La guerra entre Rusia y Ucrania registró una nueva escalada este domingo con ataques de drones en ambos territorios, que dejaron daños en infraestructura estratégica, víctimas civiles y nuevos enfrentamientos a larga distancia.

El Estado Mayor de Ucrania informó que durante la noche sus fuerzas atacaron una refinería de petróleo ubicada en la región rusa de Sarátov, a unos 700 kilómetros al sureste de Moscú. De acuerdo con Kiev, el ataque provocó un incendio de gran magnitud en las instalaciones operadas por la empresa estatal rusa Rosneft.

Las autoridades ucranianas señalaron que la planta tiene capacidad para procesar alrededor de siete millones de toneladas de petróleo al año y que los combustibles producidos en ella son utilizados para apoyar la logística militar rusa.

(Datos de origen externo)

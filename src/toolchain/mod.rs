//! Toolchain descriptors.
//!
//! A descriptor is plain data: for every [`Action`] it names the executable,
//! the ordered flag template and the way the compiler reports header
//! dependencies. One rendering engine interprets all descriptors, so adding
//! a backend means adding one descriptor and nothing else.
//!
//! Templates reference variables as `${name}`. `in`, `out` and `depfile` are
//! reserved and bound from the invocation being rendered.

use std::collections::BTreeMap;
use std::fmt;
use std::path::PathBuf;
use std::str::FromStr;

use serde::{Deserialize, Serialize};

use crate::core::action::Action;
use crate::core::invocation::VariableOverrides;

mod gcc;
mod msvc;
mod registry;
mod select;

pub use gcc::{gcc_like, infer_cxx, GCC_LIKE};
pub use msvc::{msvc_like, MSVC_DEPS_PREFIX, MSVC_LIKE};
pub use registry::{registry, ToolchainRegistry};
pub use select::{host_default_backend, select, ResolvedToolchain, ToolProbe};

/// How a backend reports the headers a compile step read.
#[derive(Debug, Clone, Copy, PartialEq, Eq, Hash, Serialize, Deserialize)]
pub enum DependencyMode {
    /// No dependency information is produced.
    #[serde(rename = "none")]
    None,
    /// The compiler writes a Makefile fragment next to the output.
    #[serde(rename = "gcc-style-depfile")]
    GccDepfile,
    /// The compiler prints `Note: including file:` lines on stdout.
    #[serde(rename = "msvc-style-stdout-scan")]
    MsvcStdoutScan,
}

impl DependencyMode {
    /// Get the mode name as a string.
    pub fn as_str(&self) -> &'static str {
        match self {
            DependencyMode::None => "none",
            DependencyMode::GccDepfile => "gcc-style-depfile",
            DependencyMode::MsvcStdoutScan => "msvc-style-stdout-scan",
        }
    }
}

impl fmt::Display for DependencyMode {
    fn fmt(&self, f: &mut fmt::Formatter<'_>) -> fmt::Result {
        f.write_str(self.as_str())
    }
}

impl FromStr for DependencyMode {
    type Err = String;

    fn from_str(s: &str) -> Result<Self, Self::Err> {
        match s {
            "none" => Ok(DependencyMode::None),
            "gcc-style-depfile" | "gcc" => Ok(DependencyMode::GccDepfile),
            "msvc-style-stdout-scan" | "msvc" => Ok(DependencyMode::MsvcStdoutScan),
            other => Err(format!(
                "unknown dependency mode `{}` (expected none, gcc-style-depfile or msvc-style-stdout-scan)",
                other
            )),
        }
    }
}

/// A command to execute: program and arguments.
///
/// Arguments are final tokens: they are passed to the process directly and
/// never re-interpreted by a shell.
#[derive(Debug, Clone, PartialEq, Eq, Serialize)]
pub struct CommandSpec {
    /// The program to run (e.g., "gcc", "cl")
    pub program: PathBuf,
    /// Command arguments
    pub args: Vec<String>,
}

impl CommandSpec {
    /// Create a new command spec.
    pub fn new(program: impl Into<PathBuf>) -> Self {
        CommandSpec {
            program: program.into(),
            args: Vec::new(),
        }
    }

    /// Add an argument.
    pub fn arg(mut self, arg: impl Into<String>) -> Self {
        self.args.push(arg.into());
        self
    }

    /// Add multiple arguments.
    pub fn args(mut self, args: impl IntoIterator<Item = impl Into<String>>) -> Self {
        self.args.extend(args.into_iter().map(|a| a.into()));
        self
    }

    /// The full token sequence, program first.
    pub fn tokens(&self) -> Vec<String> {
        let mut tokens = Vec::with_capacity(self.args.len() + 1);
        tokens.push(self.program.display().to_string());
        tokens.extend(self.args.iter().cloned());
        tokens
    }

    /// Render the command for display, quoting tokens where a POSIX shell
    /// would need it.
    pub fn display_line(&self) -> String {
        let tokens = self.tokens();
        shlex::try_join(tokens.iter().map(String::as_str)).unwrap_or_else(|_| tokens.join(" "))
    }
}

/// Template for one action of one backend.
#[derive(Debug, Clone, PartialEq, Eq, Serialize)]
pub struct ActionTemplate {
    /// Executable template; may expand to a launcher followed by the program
    pub executable: String,
    /// Ordered flag template tokens
    pub flags: Vec<String>,
    /// How this action reports header dependencies
    pub dependency_mode: DependencyMode,
}

impl ActionTemplate {
    /// Create a template with no dependency tracking.
    pub fn new(
        executable: impl Into<String>,
        flags: impl IntoIterator<Item = impl Into<String>>,
    ) -> Self {
        ActionTemplate {
            executable: executable.into(),
            flags: flags.into_iter().map(Into::into).collect(),
            dependency_mode: DependencyMode::None,
        }
    }

    /// Set the dependency mode.
    pub fn deps(mut self, mode: DependencyMode) -> Self {
        self.dependency_mode = mode;
        self
    }
}

impl fmt::Display for ActionTemplate {
    fn fmt(&self, f: &mut fmt::Formatter<'_>) -> fmt::Result {
        f.write_str(&self.executable)?;
        for flag in &self.flags {
            write!(f, " {}", flag)?;
        }
        Ok(())
    }
}

/// File naming conventions for artifacts produced by a backend.
#[derive(Debug, Clone, Copy, PartialEq, Eq, Serialize)]
pub struct ArtifactConventions {
    /// Object file extension (without dot)
    pub object_extension: &'static str,
    /// Static library prefix (e.g., "lib" on Unix)
    pub static_lib_prefix: &'static str,
    /// Static library extension (without dot)
    pub static_lib_extension: &'static str,
    /// Executable extension (without dot, may be empty)
    pub exe_extension: &'static str,
}

impl ArtifactConventions {
    /// Object file name for a source stem.
    pub fn object_name(&self, stem: &str) -> String {
        format!("{}.{}", stem, self.object_extension)
    }

    /// Static library file name for a library name.
    pub fn static_lib_name(&self, name: &str) -> String {
        format!(
            "{}{}.{}",
            self.static_lib_prefix, name, self.static_lib_extension
        )
    }

    /// Executable file name.
    pub fn exe_name(&self, name: &str) -> String {
        if self.exe_extension.is_empty() {
            name.to_string()
        } else {
            format!("{}.{}", name, self.exe_extension)
        }
    }
}

/// Everything a backend needs to turn actions into commands.
#[derive(Debug, Clone, Serialize)]
pub struct ToolchainDescriptor {
    name: String,
    templates: BTreeMap<Action, ActionTemplate>,
    defaults: VariableOverrides,
    conventions: ArtifactConventions,
}

impl ToolchainDescriptor {
    /// Start a descriptor with no templates.
    pub fn new(name: impl Into<String>, conventions: ArtifactConventions) -> Self {
        ToolchainDescriptor {
            name: name.into(),
            templates: BTreeMap::new(),
            defaults: VariableOverrides::new(),
            conventions,
        }
    }

    /// Add a backend-level default variable.
    pub fn default_var(mut self, name: impl Into<String>, value: impl Into<String>) -> Self {
        self.defaults.set(name, value);
        self
    }

    /// Add the template for an action.
    pub fn template(mut self, action: Action, template: ActionTemplate) -> Self {
        self.templates.insert(action, template);
        self
    }

    /// Backend name.
    pub fn name(&self) -> &str {
        &self.name
    }

    /// Template for an action, if defined.
    pub fn get(&self, action: Action) -> Option<&ActionTemplate> {
        self.templates.get(&action)
    }

    /// Iterate over defined templates in action order.
    pub fn templates(&self) -> impl Iterator<Item = (Action, &ActionTemplate)> + '_ {
        self.templates.iter().map(|(a, t)| (*a, t))
    }

    /// Backend-level default variables.
    pub fn defaults(&self) -> &VariableOverrides {
        &self.defaults
    }

    /// Artifact naming conventions.
    pub fn conventions(&self) -> &ArtifactConventions {
        &self.conventions
    }

    /// Actions that have no template.
    pub fn missing_actions(&self) -> Vec<Action> {
        Action::ALL
            .into_iter()
            .filter(|a| !self.templates.contains_key(a))
            .collect()
    }
}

Por su parte, el gobernador de Sarátov, Román Busarguin, confirmó daños en infraestructura civil, aunque indicó que no se reportaron víctimas.

Mientras tanto, Ucrania enfrentó una nueva oleada de ataques rusos. La Fuerza Aérea ucraniana informó que Rusia lanzó 229 drones durante la madrugada, entre ellos aparatos Shahed y otros modelos utilizados como señuelos.

Según el reporte oficial, las defensas antiaéreas lograron neutralizar 212 drones, aunque algunos alcanzaron sus objetivos y provocaron daños en al menos once ubicaciones distintas.

El presidente de Ucrania, Volodímir Zelenski, afirmó que durante la última semana Rusia lanzó más de 2 mil 300 drones de ataque, cerca de mil 560 bombas guiadas y más de un centenar de misiles contra territorio ucraniano.

Zelenski sostuvo que los ataques estuvieron dirigidos principalmente contra infraestructura civil y agradeció a Alemania el suministro de un nuevo sistema de defensa antiaérea IRIS-T para reforzar la protección del espacio aéreo ucraniano.

Las consecuencias de los bombardeos también se reflejaron en la región de Cherníguiv, donde una persona de 58 años perdió la vida tras un ataque ruso, de acuerdo con el Servicio Estatal de Emergencias de Ucrania.

En la provincia de Sumi, las autoridades reportaron daños en una zona residencial de la ciudad de Shostka y al menos una persona lesionada. La localidad ya había sido blanco de un ataque ruso contra una estación ferroviaria un día antes.

Del lado ruso, la región de Rostov volvió a registrar intensos ataques con drones. Las autoridades locales informaron que las defensas derribaron alrededor de 50 aparatos no tripulados, aunque se produjeron incendios en instalaciones de almacenamiento de combustible y daños en comercios, una farmacia y vehículos.

Asimismo, el gobernador de la región de Kírov, Alexander Sókolov, reportó un ataque contra una empresa local ubicada a unos 800 kilómetros al noreste de Moscú.

El Ministerio de Defensa de Rusia aseguró que durante la noche fueron interceptados 216 drones ucranianos en diversas regiones del país, así como sobre el mar de Azov y la península de Crimea.

Los ataques cruzados reflejan la continuidad de una guerra que, más de cuatro años después de su inicio a gran escala, sigue afectando tanto objetivos militares como infraestructura civil en ambos países.